**REQUIRED ACTION:**
Filter the entries for the word "folder". Copy each line that has it.

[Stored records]

--- START ---

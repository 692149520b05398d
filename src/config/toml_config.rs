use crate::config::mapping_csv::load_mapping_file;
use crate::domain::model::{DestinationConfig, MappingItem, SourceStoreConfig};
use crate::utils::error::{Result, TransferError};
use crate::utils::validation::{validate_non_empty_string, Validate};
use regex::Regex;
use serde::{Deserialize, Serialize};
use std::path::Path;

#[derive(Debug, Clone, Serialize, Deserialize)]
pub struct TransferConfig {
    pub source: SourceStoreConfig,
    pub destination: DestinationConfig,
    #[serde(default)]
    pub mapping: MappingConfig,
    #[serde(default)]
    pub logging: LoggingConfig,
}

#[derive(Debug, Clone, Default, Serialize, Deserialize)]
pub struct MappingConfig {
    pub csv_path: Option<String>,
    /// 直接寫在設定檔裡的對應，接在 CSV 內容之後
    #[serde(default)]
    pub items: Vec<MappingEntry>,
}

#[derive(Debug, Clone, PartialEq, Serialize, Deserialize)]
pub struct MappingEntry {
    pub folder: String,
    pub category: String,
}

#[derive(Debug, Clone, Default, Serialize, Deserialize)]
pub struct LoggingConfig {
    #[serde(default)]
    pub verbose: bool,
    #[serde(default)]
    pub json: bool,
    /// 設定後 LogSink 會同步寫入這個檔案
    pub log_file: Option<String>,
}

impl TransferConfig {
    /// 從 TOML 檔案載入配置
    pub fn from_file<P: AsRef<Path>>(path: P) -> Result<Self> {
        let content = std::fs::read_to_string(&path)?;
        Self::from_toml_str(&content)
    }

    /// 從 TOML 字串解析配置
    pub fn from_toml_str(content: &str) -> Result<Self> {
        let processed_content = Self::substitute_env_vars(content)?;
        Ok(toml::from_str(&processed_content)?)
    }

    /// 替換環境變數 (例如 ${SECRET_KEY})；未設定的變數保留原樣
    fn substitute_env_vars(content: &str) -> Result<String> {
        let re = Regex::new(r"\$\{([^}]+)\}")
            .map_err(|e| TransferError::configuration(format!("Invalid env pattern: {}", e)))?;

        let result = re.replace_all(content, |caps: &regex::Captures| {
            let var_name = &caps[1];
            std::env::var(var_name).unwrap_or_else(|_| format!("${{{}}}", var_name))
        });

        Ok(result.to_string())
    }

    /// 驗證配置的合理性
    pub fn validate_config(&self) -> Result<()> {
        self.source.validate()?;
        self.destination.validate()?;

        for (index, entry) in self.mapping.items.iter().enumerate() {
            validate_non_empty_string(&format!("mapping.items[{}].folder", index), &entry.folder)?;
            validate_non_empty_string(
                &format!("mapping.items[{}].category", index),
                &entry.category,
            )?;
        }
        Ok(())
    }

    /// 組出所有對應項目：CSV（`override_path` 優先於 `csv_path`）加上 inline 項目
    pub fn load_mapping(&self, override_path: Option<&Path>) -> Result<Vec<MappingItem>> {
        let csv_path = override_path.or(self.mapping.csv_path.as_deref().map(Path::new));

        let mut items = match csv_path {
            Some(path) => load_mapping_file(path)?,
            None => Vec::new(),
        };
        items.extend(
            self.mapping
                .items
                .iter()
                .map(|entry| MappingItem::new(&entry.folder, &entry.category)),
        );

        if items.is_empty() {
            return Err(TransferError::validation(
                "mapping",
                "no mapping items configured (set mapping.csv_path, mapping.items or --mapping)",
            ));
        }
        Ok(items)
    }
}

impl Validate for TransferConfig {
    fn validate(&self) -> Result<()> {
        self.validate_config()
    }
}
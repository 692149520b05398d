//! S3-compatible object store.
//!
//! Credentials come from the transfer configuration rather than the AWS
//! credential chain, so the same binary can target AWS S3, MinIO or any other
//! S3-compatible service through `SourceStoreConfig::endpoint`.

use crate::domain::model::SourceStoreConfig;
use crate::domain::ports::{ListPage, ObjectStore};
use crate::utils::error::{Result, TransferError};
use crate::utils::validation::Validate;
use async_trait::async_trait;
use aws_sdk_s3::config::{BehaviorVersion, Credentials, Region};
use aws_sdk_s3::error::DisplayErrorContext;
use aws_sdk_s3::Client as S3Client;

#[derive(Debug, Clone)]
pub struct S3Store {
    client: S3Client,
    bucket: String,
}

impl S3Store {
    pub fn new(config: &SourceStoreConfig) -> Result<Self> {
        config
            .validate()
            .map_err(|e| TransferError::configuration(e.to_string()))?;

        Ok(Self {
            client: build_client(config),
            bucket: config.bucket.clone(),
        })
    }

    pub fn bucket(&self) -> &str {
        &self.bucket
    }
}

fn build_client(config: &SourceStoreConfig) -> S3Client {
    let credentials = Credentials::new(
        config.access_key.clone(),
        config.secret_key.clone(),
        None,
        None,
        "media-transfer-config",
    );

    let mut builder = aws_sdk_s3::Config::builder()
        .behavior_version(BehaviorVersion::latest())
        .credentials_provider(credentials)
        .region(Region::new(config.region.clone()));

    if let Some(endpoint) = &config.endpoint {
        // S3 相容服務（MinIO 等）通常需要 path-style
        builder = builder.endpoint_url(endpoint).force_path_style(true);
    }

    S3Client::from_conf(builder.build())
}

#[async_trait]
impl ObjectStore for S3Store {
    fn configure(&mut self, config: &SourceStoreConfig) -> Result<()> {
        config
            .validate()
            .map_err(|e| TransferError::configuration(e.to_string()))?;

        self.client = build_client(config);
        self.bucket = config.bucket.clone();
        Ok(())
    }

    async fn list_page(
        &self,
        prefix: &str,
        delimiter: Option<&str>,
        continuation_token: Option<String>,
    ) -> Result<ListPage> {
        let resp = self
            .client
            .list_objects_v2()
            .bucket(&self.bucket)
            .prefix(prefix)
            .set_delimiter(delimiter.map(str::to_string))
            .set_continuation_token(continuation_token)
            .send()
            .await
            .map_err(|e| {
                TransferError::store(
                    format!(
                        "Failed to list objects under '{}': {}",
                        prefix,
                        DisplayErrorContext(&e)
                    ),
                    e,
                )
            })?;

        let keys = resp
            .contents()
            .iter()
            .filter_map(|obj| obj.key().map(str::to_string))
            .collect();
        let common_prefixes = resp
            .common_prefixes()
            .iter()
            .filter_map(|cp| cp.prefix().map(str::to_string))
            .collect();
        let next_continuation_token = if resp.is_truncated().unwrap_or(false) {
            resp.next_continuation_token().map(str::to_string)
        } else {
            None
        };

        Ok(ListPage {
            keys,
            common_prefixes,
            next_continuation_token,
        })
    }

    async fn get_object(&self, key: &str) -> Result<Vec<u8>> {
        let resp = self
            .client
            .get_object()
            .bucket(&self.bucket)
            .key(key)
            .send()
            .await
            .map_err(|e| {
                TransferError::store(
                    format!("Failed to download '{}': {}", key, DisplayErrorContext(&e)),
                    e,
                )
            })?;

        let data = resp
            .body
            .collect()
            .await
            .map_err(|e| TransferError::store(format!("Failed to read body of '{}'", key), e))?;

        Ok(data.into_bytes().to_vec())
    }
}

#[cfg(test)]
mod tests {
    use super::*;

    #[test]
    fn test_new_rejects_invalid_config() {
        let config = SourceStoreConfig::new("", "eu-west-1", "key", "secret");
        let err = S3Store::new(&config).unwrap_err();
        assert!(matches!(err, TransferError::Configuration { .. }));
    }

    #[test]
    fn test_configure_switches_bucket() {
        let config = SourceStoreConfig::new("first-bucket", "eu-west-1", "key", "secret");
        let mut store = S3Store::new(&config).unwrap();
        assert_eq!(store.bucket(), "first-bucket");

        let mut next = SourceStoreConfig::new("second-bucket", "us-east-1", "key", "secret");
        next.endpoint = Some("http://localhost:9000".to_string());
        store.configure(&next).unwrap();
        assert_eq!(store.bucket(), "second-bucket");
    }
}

--- END ---

**ANSWER SECTION:**
    pub folder: String,
            validate_non_empty_string(&format!("mapping.items[{}].folder", index), &entry.folder)?;
                .map(|entry| MappingItem::new(&entry.folder, &entry.category)),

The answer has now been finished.